As JSON Schema has a recursive structure, akin to multiple function compositions, this approach suits it perfectly. And one thing to note is that the application of functional programming concepts won’t inherently “flatten” the schema. Rather, they will provide a different and more intuitive way of defining and manipulating the schema. It abstracts away some of the complexities involved in constructing a JSON schema, especially those that arise from deep nesting.
How Can DSL Transformation Simplify JSON Schema Structure? #
Let’s take a look at our previous JSON schema:
{
"$schema": "http://json-schema.org/draft-07/schema#",
"type": "object",
"properties": {
"company": {
"type": "object",
"properties": {
"name": { "type": "string", "pattern": "^[A-Za-z0-9 ]+$" },
"address": {
"type": "object",
"properties": {
"street": { "type": "string", "minLength": 1 },
"city": { "type": "string", "minLength": 1 },
"country": { "type": "string", "enum": ["USA", "Canada", "UK"] }
},
"required": ["street", "city", "country"]
},
"employees": {
"type": "array",
"items": {
"type": "object",
"properties": {
"firstName": { "type": "string", "minLength": 1 },
"lastName": { "type": "string", "minLength": 1 },
"position": { "type": "string", "enum": ["Developer", "Designer", "Manager"] }
},
"required": ["firstName", "lastName", "position"]
},
"minItems": 1
}
},
"required": ["name", "address", "employees"]
}
},
"required": ["company"]
}
Now using a functional programming appraoch we can simplify the JSON Schema into a more digestible representation:
const companySchema = objectType({
company: objectType({
name: stringType({ pattern: '^[A-Za-z0-9 ]+$' }),
address: objectType({
street: stringType({ minLength: 1 }),
city: stringType({ minLength: 1 }),
country: stringType({ enum: ['USA', 'Canada', 'UK'] })
}, ['street', 'city', 'country']),
employees: arrayType(objectType({
firstName: stringType({ minLength: 1 }),
lastName: stringType({ minLength: 1 }),
position: stringType({ enum: ['Developer', 'Designer', 'Manager'] })
}, ['firstName', 'lastName', 'position']), { minItems: 1 })
}, ['name', 'address', 'employees'])
}, ['company']);
A lot more easy on the eyes, right? The improved readability becomes more pronounced as we deal with larger and more complex schemas.

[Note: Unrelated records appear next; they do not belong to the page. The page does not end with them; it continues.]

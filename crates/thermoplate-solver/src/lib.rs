//! Explicit finite-difference stepper for Thermoplate.
//!
//! [`Stepper`] advances a [`Grid`](thermoplate_core::Grid) one `dt` at a
//! time: 2-D conduction, lumped convection through every face, and the two
//! scheduled point sources. The arithmetic lives in [`kernel`], which offers
//! a whole-field ([`StencilKernel::Sliced`]) and a per-cell
//! ([`StencilKernel::PerCell`]) implementation with bitwise-identical
//! results.

#![deny(missing_docs)]
#![deny(rustdoc::broken_intra_doc_links)]
#![forbid(unsafe_code)]

pub mod kernel;
pub mod stepper;

pub use kernel::{StencilInput, StencilKernel, StepCoefficients};
pub use stepper::Stepper;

Now, let’s take a look at the function definitions that help us create this transformed schema:
const objectType = (properties, required=[]) => ({
type: 'object',
properties: Object.fromEntries(
Object.entries(properties).map(([key, value]) => [key, value()]),
),
required
});
const arrayType = items => () => ({ type: 'array', items: items() });
const stringType = (metadata = {}) => () => ({ type: 'string', ...metadata });
Each of these functions plays a crucial role:
objectType
: A HOF that forms an object in the schema using properties and required fields as arguments, mapping directly to nested structures in the original JSON Schema.arrayType
: A HOF that defines an array type, taking a function as an argument to specify the item type, echoing the array definitions in the original schema.stringType
: A HOF representing the string type, accepting metadata as an argument to enhance schema context, analogous to basic type definitions in the original schema.
While being very limited, this example showcases a functional programming approach for representing schemas in a stucturally streamlined way, while presserving the underlying data. And to access the original schema? Simply invoke companySchema()
using ()
as our placeholder argument. This smart move lets us harness the power of lazy evaluation.
While this example is limited, it showcases how the declarative, modular nature of this approach empowers us to simplify and clarify schema definitions, thereby enhancing understandability, flexibility, and testability. The functions, acting as building blocks, make it straightforward to build complex schemas as they mirror the structure of the schema itself, from primitive to recursive types.